If you wonder why I don't use Java then: The algorithm itself is way faster in C.

Here is the code I use in C. What needs to be done is to process a .cnf file in DINMACS format.

    while ((temp = fgetc(fp)) != EOF)
    {   
        if (temp == 'c')
        {
            //evtl. im Labor auf 13 ändern
            while ((temp =fgetc(fp)) != 10 && temp != EOF);
        }

        if (temp == 'p')
        {
            while ((temp =fgetc(fp)) < '0' ||  temp > '9');

            while (temp != 32)
            {
                variablen= (variablen * 10) + (temp - '0');
                temp=fgetc(fp);

            }

            while ((temp =fgetc(fp)) < '0' ||  temp > '9');

            while ((temp!= 32) && (temp != 10 ) )
            {
                klauseln= (klauseln * 10) + (temp - '0');
                temp=fgetc(fp);
            }

            while ((temp != 10) && (temp != EOF))
            {
                temp=fgetc(fp);
            }

            break;
        }
    }

    phi = (int *) malloc(klauseln * variablen * sizeof(int));

    int zaehler2 = 0;
    for (int j = 0; j < klauseln; ++j)
    {
        for (int i = 0; i < variablen; ++i)
        {
            phi[zaehler2++] = 0;
        }
    }

    int zeile = 0;

    while ((temp = fgetc(fp)) != EOF)
    {   
        if (temp == 'c')
        {
            while ((temp =fgetc(fp)) != 10 && temp != EOF);
        }
        else
        {
            while (temp != '0')
            {                        
                    int neg = 1;
                    int wert = 0;

                    while (temp != 32)
                    {
                        if (temp == '-') 
                        {
                            neg = -1;
                        }
                        else
                        {
                            wert = (wert * 10) + (temp - '0');
                        }

                        temp = fgetc(fp);
                    }
                    phi[wert - 1 + zeile] = neg;
                    temp = fgetc(fp);    
            }

            zeile = zeile + variablen;
            temp = fgetc(fp);    
        }
    }
joniboni
  • 25
  • 6
  • 3
    You have written very slow code to process the input file, where is it? _If you wonder why I don't use Java_: the file I/O should also be faster, but you must have it wrong, post the code. – Iharob Al Asimi Jan 15 '15 at 18:14
  • When you tag a question as `[java]` it usually means you want the answer in Java.
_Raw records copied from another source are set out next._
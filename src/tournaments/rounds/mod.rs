pub mod draws;
pub mod results;
pub mod side_names;
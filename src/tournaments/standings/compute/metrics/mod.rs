use indexmap::IndexMap;

use crate::tournaments::standings::compute::history::TeamHistory;

pub mod atss;
pub mod ds_wins;
pub mod n_times_specific_result;
pub mod points;
pub mod tss;

/// A per-team quantity computed from the (filtered) result history. Every
/// team in the history gets a value, in history order.
pub trait Metric<V> {
    fn compute(&self, history: &TeamHistory) -> IndexMap<String, V>;
}
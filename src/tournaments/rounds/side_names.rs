use serde::{Deserialize, Serialize};

/// The two sides of a debate. In every generated pairing the stronger team
/// (upper half of a Swiss split, lower seed of a bracket) is affirmative.
#[derive(Serialize, Deserialize, Copy, Clone, PartialEq, Eq, Debug)]
#[serde(rename_all = "snake_case")]
pub enum Side {
    Aff,
    Neg,
}

impl Side {
    pub fn name(&self, short: bool) -> &'static str {
        match (self, short) {
            (Side::Aff, true) => "Aff",
            (Side::Aff, false) => "Affirmative",
            (Side::Neg, true) => "Neg",
            (Side::Neg, false) => "Negative",
        }
    }
}

#[cfg(test)]
#[test]
fn test_side_names() {
    assert_eq!(Side::Aff.name(true), "Aff");
    assert_eq!(Side::Neg.name(false), "Negative");
}
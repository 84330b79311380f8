//! Swiss (power-matched) draws.

use itertools::Itertools;
use rand::Rng;

use crate::tournaments::{
    config::PairingMethod,
    rounds::draws::{
        Draw,
        drawalgs::{DrawInput, allocate, pair_split_halves, random},
    },
    teams::TeamRecord,
};

/// Orders teams for pairing: wins, then speaks, then opponent strength, all
/// descending.
///
/// **Note:** teams which are still tied after all three keys stay in the
/// order they were supplied in. Ties are deliberately not randomised, so the
/// same input always produces the same draw; use [`PairingMethod::Random`] to
/// get a shuffled draw.
pub fn rank_for_pairing(teams: &[TeamRecord]) -> Vec<&TeamRecord> {
    let mut ranked: Vec<&TeamRecord> = teams.iter().collect();
    ranked.sort_by(|a, b| {
        b.wins
            .cmp(&a.wins)
            .then_with(|| b.speaks.cmp(&a.speaks))
            .then_with(|| b.opponent_strength.cmp(&a.opponent_strength))
    });
    ranked
}

/// Draws the next round.
///
/// The ordered teams are split at `floor(n/2)`; upper-half teams are always
/// affirmative. With an odd number of teams the last team in the order gets
/// a bye. `rng` is only consulted by [`PairingMethod::Random`].
///
/// This never fails: fewer than two teams simply produce an empty draw.
#[tracing::instrument(
    skip_all,
    fields(method = method.key(), teams = input.teams.len())
)]
pub fn make_draw<R: Rng + ?Sized>(
    input: &DrawInput,
    method: PairingMethod,
    rng: &mut R,
) -> Draw {
    let ordered = match method {
        PairingMethod::HighHigh | PairingMethod::HighLow => {
            rank_for_pairing(input.teams)
        }
        PairingMethod::Random => random::shuffled(input.teams, rng),
    };
    tracing::trace!(
        "Pairing order: {}",
        ordered.iter().map(|team| &team.id).join(", ")
    );

    let (rooms_of_draw, bye) =
        pair_split_halves(&ordered, method == PairingMethod::HighLow);

    if let Some(team) = bye {
        tracing::trace!("Team {} receives a bye", team.id);
    }

    let draw = Draw {
        proposals: allocate(rooms_of_draw, input.judges, input.rooms),
        bye: bye.map(|team| team.id.clone()),
    };

    tracing::debug!("Generated {} pairings ({method})", draw.proposals.len());

    draw
}
use indexmap::IndexMap;
use rust_decimal::Decimal;

use crate::tournaments::standings::compute::history::TeamHistory;

/// Converts total speaker scores into averages per round debated. A team that
/// has not debated any (counted) round averages zero.
pub fn atss(
    tss: IndexMap<String, Decimal>,
    history: &TeamHistory,
) -> IndexMap<String, Decimal> {
    tss.into_iter()
        .map(|(team, total)| {
            let n_rounds_debated = history
                .rows_of_team
                .get(team.as_str())
                .map(Vec::len)
                .unwrap_or(0);

            let average = if n_rounds_debated == 0 {
                Decimal::ZERO
            } else {
                total / Decimal::from(n_rounds_debated)
            };
            (team, average)
        })
        .collect()
}
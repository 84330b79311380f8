//! `.xlsx` export. The sheet has the same columns as the CSV export, with
//! numbers stored as numbers so they can be sorted and summed.

use std::path::Path;

use rust_decimal::prelude::ToPrimitive;
use rust_xlsxwriter::{Format, Workbook};

use crate::tournaments::standings::export::{Cell, ExportError, Tabular};

pub fn workbook<T: Tabular + ?Sized>(
    table: &T,
) -> Result<Workbook, ExportError> {
    let mut workbook = Workbook::new();
    let sheet = workbook.add_worksheet();
    sheet.set_name(table.sheet_name())?;

    let bold = Format::new().set_bold();
    for (col, header) in table.headers().into_iter().enumerate() {
        sheet.write_string_with_format(0, col as u16, header, &bold)?;
    }

    for (i, row) in table.rows().into_iter().enumerate() {
        let row_num = (i + 1) as u32;
        for (col, cell) in row.into_iter().enumerate() {
            let col = col as u16;
            match cell {
                Cell::Text(text) => sheet.write_string(row_num, col, text)?,
                Cell::Integer(n) => {
                    sheet.write_number(row_num, col, n as f64)?
                }
                Cell::Decimal(d) => sheet.write_number(
                    row_num,
                    col,
                    d.to_f64().unwrap_or_default(),
                )?,
            };
        }
    }

    Ok(workbook)
}

pub fn to_bytes<T: Tabular + ?Sized>(
    table: &T,
) -> Result<Vec<u8>, ExportError> {
    Ok(workbook(table)?.save_to_buffer()?)
}

pub fn save<T: Tabular + ?Sized>(
    table: &T,
    path: impl AsRef<Path>,
) -> Result<(), ExportError> {
    workbook(table)?.save(path.as_ref())?;
    Ok(())
}
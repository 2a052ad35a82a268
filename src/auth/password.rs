use argon2::{
    password_hash::{PasswordHash, PasswordHasher, PasswordVerifier, SaltString},
    Argon2,
};
use anyhow::Context;
use rand::rngs::OsRng;
use tokio::task;
use tracing::{error, warn};

pub fn hash_password(plain: &str) -> anyhow::Result<String> {
    let salt = SaltString::generate(&mut OsRng);
    let argon2 = Argon2::default();
    let hash = argon2
        .hash_password(plain.as_bytes(), &salt)
        .map_err(|e| {
            error!(error = %e, "argon2 hash_password error");
            anyhow::anyhow!(e.to_string())
        })?
        .to_string();
    Ok(hash)
}

/// Checks `plain` against a stored digest.
///
/// Argon2 digests carry their own variant and cost parameters in the PHC
/// string. Accounts imported from the old site still hold bcrypt digests
/// (`$2a$`, `$2b$`, `$2y$`), which are checked with bcrypt at whatever cost
/// they were written with. A digest that parses as neither yields `false`.
pub fn verify_password(plain: &str, hash: &str) -> bool {
    if is_bcrypt(hash) {
        return match bcrypt::verify(plain, hash) {
            Ok(ok) => ok,
            Err(e) => {
                warn!(error = %e, "bcrypt parse hash error");
                false
            }
        };
    }

    match PasswordHash::new(hash) {
        Ok(parsed) => Argon2::default()
            .verify_password(plain.as_bytes(), &parsed)
            .is_ok(),
        Err(e) => {
            warn!(error = %e, "argon2 parse hash error");
            false
        }
    }
}

/// [`hash_password`] on the blocking pool, off the async workers.
pub async fn hash_password_async(plain: String) -> anyhow::Result<String> {
    task::spawn_blocking(move || hash_password(&plain))
        .await
        .context("password hashing task failed")?
}

/// [`verify_password`] on the blocking pool, off the async workers.
pub async fn verify_password_async(plain: String, hash: String) -> anyhow::Result<bool> {
    task::spawn_blocking(move || verify_password(&plain, &hash))
        .await
        .context("password verification task failed")
}

fn is_bcrypt(hash: &str) -> bool {
    ["$2a$", "$2b$", "$2y$"].iter().any(|p| hash.starts_with(p))
}

#[cfg(test)]
mod tests {
    use super::*;
    use argon2::{Algorithm, Params, Version};

    #[test]
    fn hash_and_verify_roundtrip() {
        let password = "Secur3P@ssw0rd!";
        let hash = hash_password(password).expect("hashing should succeed");
        assert!(verify_password(password, &hash));
    }

    #[test]
    fn verify_rejects_wrong_password() {
        let password = "correct-horse-battery-staple";
        let hash = hash_password(password).expect("hashing should succeed");
        assert!(!verify_password("wrong-password", &hash));
    }

    #[test]
    fn same_password_gets_distinct_salts() {
        let a = hash_password("Secret123").unwrap();
        let b = hash_password("Secret123").unwrap();
        assert_ne!(a, b);
    }

    #[test]
    fn verify_returns_false_on_malformed_hash() {
        assert!(!verify_password("anything", "not-a-valid-hash"));
        assert!(!verify_password("anything", ""));
        assert!(!verify_password("anything", "$2b$10$truncated"));
    }

    #[test]
    fn verify_honours_cost_embedded_in_digest() {
        let params = Params::new(8 * 1024, 1, 1, None).unwrap();
        let cheap = Argon2::new(Algorithm::Argon2i, Version::V0x13, params);
        let salt = SaltString::generate(&mut OsRng);
        let hash = cheap
            .hash_password(b"Secret123", &salt)
            .unwrap()
            .to_string();

        assert!(verify_password("Secret123", &hash));
        assert!(!verify_password("Secret124", &hash));
    }

    #[tokio::test(flavor = "current_thread")]
    async fn async_variants_run_beside_other_tasks() {
        let ticker = tokio::spawn(async { tokio::task::yield_now().await });
        let hash = hash_password_async("Secret123".into()).await.unwrap();
        assert!(verify_password_async("Secret123".into(), hash.clone()).await.unwrap());
        assert!(!verify_password_async("wrong".into(), hash).await.unwrap());
        ticker.await.unwrap();
    }

    #[test]
    fn verify_accepts_legacy_bcrypt_digest() {
        let hash = bcrypt::hash("Secret123", 4).unwrap();
        assert!(verify_password("Secret123", &hash));
        assert!(!verify_password("wrong", &hash));
    }
}
use serde::{Deserialize, Serialize};
use time::OffsetDateTime;
use uuid::Uuid;

use super::repo_types::{Role, User};

/// Request body for customer registration.
#[derive(Debug, Default, Deserialize)]
#[serde(default, rename_all = "camelCase")]
pub struct RegisterRequest {
    pub name: String,
    pub phone: String,
    pub password: String,
    #[serde(alias = "aadhar")]
    pub national_id: String,
}

/// Request body for admin registration.
#[derive(Debug, Default, Deserialize)]
#[serde(default)]
pub struct AdminRegisterRequest {
    pub name: String,
    pub phone: String,
    pub password: String,
}

/// Request body for login.
#[derive(Debug, Default, Deserialize)]
#[serde(default)]
pub struct LoginRequest {
    pub phone: String,
    pub password: String,
}

/// Request body for password reset.
#[derive(Debug, Default, Deserialize)]
#[serde(default, rename_all = "camelCase")]
pub struct ResetPasswordRequest {
    pub phone: String,
    pub new_password: String,
}

/// Response returned after register or login.
#[derive(Debug, Serialize)]
pub struct AuthResponse {
    pub message: &'static str,
    pub token: String,
    pub role: Role,
}

#[derive(Debug, Serialize)]
pub struct MessageResponse {
    pub message: &'static str,
}

/// Public part of the user returned to the client.
#[derive(Debug, Serialize)]
#[serde(rename_all = "camelCase")]
pub struct PublicUser {
    pub id: Uuid,
    pub name: String,
    pub phone: String,
    pub role: Role,
    #[serde(skip_serializing_if = "Option::is_none")]
    pub national_id: Option<String>,
    #[serde(with = "time::serde::rfc3339")]
    pub created_at: OffsetDateTime,
}

impl From<User> for PublicUser {
    fn from(u: User) -> Self {
        Self {
            id: u.id,
            name: u.name,
            phone: u.phone,
            role: u.role,
            national_id: u.national_id,
            created_at: u.created_at,
        }
    }
}

#[derive(Debug, Serialize)]
pub struct ProfileResponse {
    pub success: bool,
    pub user: PublicUser,
}

#[derive(Debug, Serialize)]
pub struct EmployeesResponse {
    pub success: bool,
    pub count: usize,
    pub employees: Vec<PublicUser>,
}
I wouldn't assume C is way faster than Java if it has been optimised. BTW readLine() is not meant to be fast, but easy to use. There is much faster ways to read data in Java. – Peter Lawrey Jan 15 '15 at 18:36
  • Hey! I edited the code up below. I should add, that I'm not advanced in C, Java or programming in general. This is the first time I process any text file in C. – joniboni Jan 15 '15 at 18:54
  • 3
    If you process character by character it would be *much* faster if you use `fread()` to read in a big buffer and then process *that* char by char. – Weather Vane Jan 15 '15 at 18:58
  • 2
    @WeatherVane: You don't know that it would be faster to read as a single block. It's perfectly possible that `fread` is buffering already. The only way to know is to profile. – Adrian McCarthy Jan 15 '15 at 19:13
  • 1
    @WeatherVane: if you read a regular file (and that's what OP states to do) then under 'normal' circumstances `fgetc()` is buffering internally so you can't expect to improve performance by using `fread()` and parsing the buffer – Ingo Leonhardt Jan 15 '15 at 19:31
  • 1
    Look at functions defined in [stdio.h](http://www.cplusplus.com/reference/cstdio/), in particular [`fscanf()`](http://www.cplusplus.com/reference/cstdio/fscanf/) – francis Jan 15 '15 at 19:31
  • @IngoLeonhardt I stand by my comment, see answer below. – Weather Vane Jan 15 '15 at 19:40
  • Insure `temp` is an `int` for speed and correct functionality. – chux - Reinstate Monica Jan 15 '15 at 19:47
  • 1
    @IngoLeonhardt: There are faster ways of extracting characters out of a buffer though. Hence the existence of getc and getc_unlocked. – doynax Jan 15 '15 at 19:57
  • You might try using `getc()` instead of `fgetc()` as it may be more optimized. See, e.g., http://stackoverflow.com/questions/18480982/getc-vs-fgetc-what-are-the-major-differences – cfh Jan 15 '15 at 20:28
  • I also wonder whether implementing your algorithm in Java is indeed slower than in C (at least if you avoid a few pitfalls like too many implicit/inadvertent object creations). When I was doing my own benchmarks in order to get my own opinion about the flame war of the Java vs. C folks about 10 years ago(!), I had a hard time finding benchmarks which were slower for Java; of course only for long-running (i.e. > 10s) programs because of the startup cost of the JVM. And I was biased towards C. Just-in-time compilation can do amazing things due to run-time information and global program access. – Peter - Reinstate Monica Jan 16 '15 at 12:22
  • @doynax: Correct, cf. http://pubs.opengroup.org/onlinepubs/009695399/functions/getc_unlocked.html. – Peter - Reinstate Monica Jan 16 '15 at 12:28
  • constants like `32` and `10` have portable counterparts like `' '` and `'\n'`. Please use them, you can get your code in an IBM machine and get surprised that 32 is not a space and 10 is not a newline character. Also, using constant names like `base` for 10 is good practice, case you have to switch to octal or hex. Using a `switch` clause is better style and frequently better performance as switch can be optimized better than a couple of nested `if`... `else` constructs. – Luis Colorado Jan 16 '15 at 13:22
  • The doubly nested `for` loop can be improved with a **memset(3)** call. Stdio **fgetc(3)** routine is optimized for speed (it uses a buffer to speed things) so it's normally ok to call it. You will suffer no penalty for using it for character at a time processing. – Luis Colorado Jan 16 '15 at 13:34

3 Answers3

3

To speed up code, you first check to see if there's a better algorithm.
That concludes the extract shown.